The same situation arose in the case of State v. Boyer, 86 S. C., 260; 68 S. E., 573, where the Court said:
“It was not essential for the state to show that the property was disposed of with intent to defeat the lien. State v. Reeder, 36 S. C., 497; 15 S. E., 544. It is sufficient to show that the property under lien was sold or disposed of with notice of the lien, without the written consent of the lienor, and without payment or deposit as required by the statute.”
In State v. Assmann, 46 S. C., 554; 24 S. E., 673, the Court had under review Section 387, Cr. Code, 1902. (Section 544 of 1912; Section 471 of 1922), making it a crime for certain public officers to fail to turn over money intrusted to them officially to their successors within 30 days. Exception was made to the charge in holding “that the motive and intent of the defendant does not enter into the case.” The Court sustained the charge, saying, after citing and quoting from the Reeder Case, supra, 36 S. C., 497; 15 S. E., 544:
“So, under the statute under consideration in the case at bar, the act made punishable is the neglect or refusal to turn over moneys in hand to the successor in office within a *199specified time, without any words of qualification whatever, and we have no power to add by construction what the Legislature has not seen fit to declare.”
The statute was enforced in State v. Neal, 59 S. C., 259; 37 S. E., 826. See, also, State v. Parnell, 94 S. C., 21; 77 S. E., 719. State v. Westmoreland, 76 S. C., 145; 56 S. E., 673; 8 L. R. A. (N. S.), 842. Richland v. Surety Co., 92 S. C., 329; 75 S. E., 549. State v. Rice, 43 S. C., 200; 20 S. E., 986.

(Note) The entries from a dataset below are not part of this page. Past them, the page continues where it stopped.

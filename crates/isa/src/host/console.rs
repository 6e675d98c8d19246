//! Reference Consoles.
//!
//! `StdConsole` prompts on stdout and reads lines from stdin. `BufferConsole` feeds
//! scripted input lines and captures prompts and output, for deterministic tests.

use std::collections::VecDeque;
use std::io::{self, BufRead, Write};

use crate::host::Console;

/// Console over the process's stdin and stdout.
#[derive(Debug, Default)]
pub struct StdConsole;

impl StdConsole {
    /// Creates a stdio console.
    pub const fn new() -> Self {
        Self
    }
}

impl Console for StdConsole {
    fn read_line(&mut self, prompt: &str) -> io::Result<String> {
        let mut stdout = io::stdout().lock();
        stdout.write_all(prompt.as_bytes())?;
        stdout.flush()?;

        let mut line = String::new();
        if io::stdin().lock().read_line(&mut line)? == 0 {
            return Err(io::Error::new(
                io::ErrorKind::UnexpectedEof,
                "stdin closed while waiting for input",
            ));
        }
        Ok(line.trim_end_matches(['\r', '\n']).to_owned())
    }

    fn write_line(&mut self, line: &str) -> io::Result<()> {
        writeln!(io::stdout().lock(), "{line}")
    }
}

/// Scripted console with captured output.
#[derive(Debug, Default, Clone, PartialEq, Eq)]
pub struct BufferConsole {
    input: VecDeque<String>,
    prompts: Vec<String>,
    output: Vec<String>,
}

impl BufferConsole {
    /// Creates a console that will answer reads with `lines`, in order.
    pub fn with_input<I, S>(lines: I) -> Self
    where
        I: IntoIterator<Item = S>,
        S: Into<String>,
    {
        Self {
            input: lines.into_iter().map(Into::into).collect(),
            ..Self::default()
        }
    }

    /// Queues one more input line.
    pub fn push_input(&mut self, line: impl Into<String>) {
        self.input.push_back(line.into());
    }

    /// Returns the prompts shown so far.
    pub fn prompts(&self) -> &[String] {
        &self.prompts
    }

    /// Returns the lines written so far.
    pub fn output(&self) -> &[String] {
        &self.output
    }
}

impl Console for BufferConsole {
    fn read_line(&mut self, prompt: &str) -> io::Result<String> {
        self.prompts.push(prompt.to_owned());
        self.input.pop_front().ok_or_else(|| {
            io::Error::new(io::ErrorKind::UnexpectedEof, "scripted input exhausted")
        })
    }

    fn write_line(&mut self, line: &str) -> io::Result<()> {
        self.output.push(line.to_owned());
        Ok(())
    }
}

In 16 C. J., 76, it is said:
“The Legislature however may forbid the doing of an act and make its commission criminal, without regard to the intent or knowledge of the doer, and if such legislative intention appears the Courts must give it effect, although the intent of the doer may have been innocent” — citing cases from Federal Courts, 37 States, England, and Canada.
In Shevlin-Carpenter Co. v. Minnesota, 218 U. S., 57; 30 Sup. Ct., 663; 54 L. Ed., 930, it is declared:
“ ‘The Legislature may enjoin, permit, forbid and punish; they may declare new crimes and establish rules of conduct for all its citizens in future cases.’ In other words, innocence cannot be asserted of an action which violates existing law.”
It is unquestionably true that the issuing of a check upon a bank where there are no funds to meet it, by which money is obtained from another, if done with intent to defraud, is malum in se, and justly suffers the odium attached to moral turpitude. We may concede that in the absence of intent to defraud it would not constitute malum in se; but where the law makes it a misdemeanor regardless of the intent it is malum prohibitum, and within the legislative power.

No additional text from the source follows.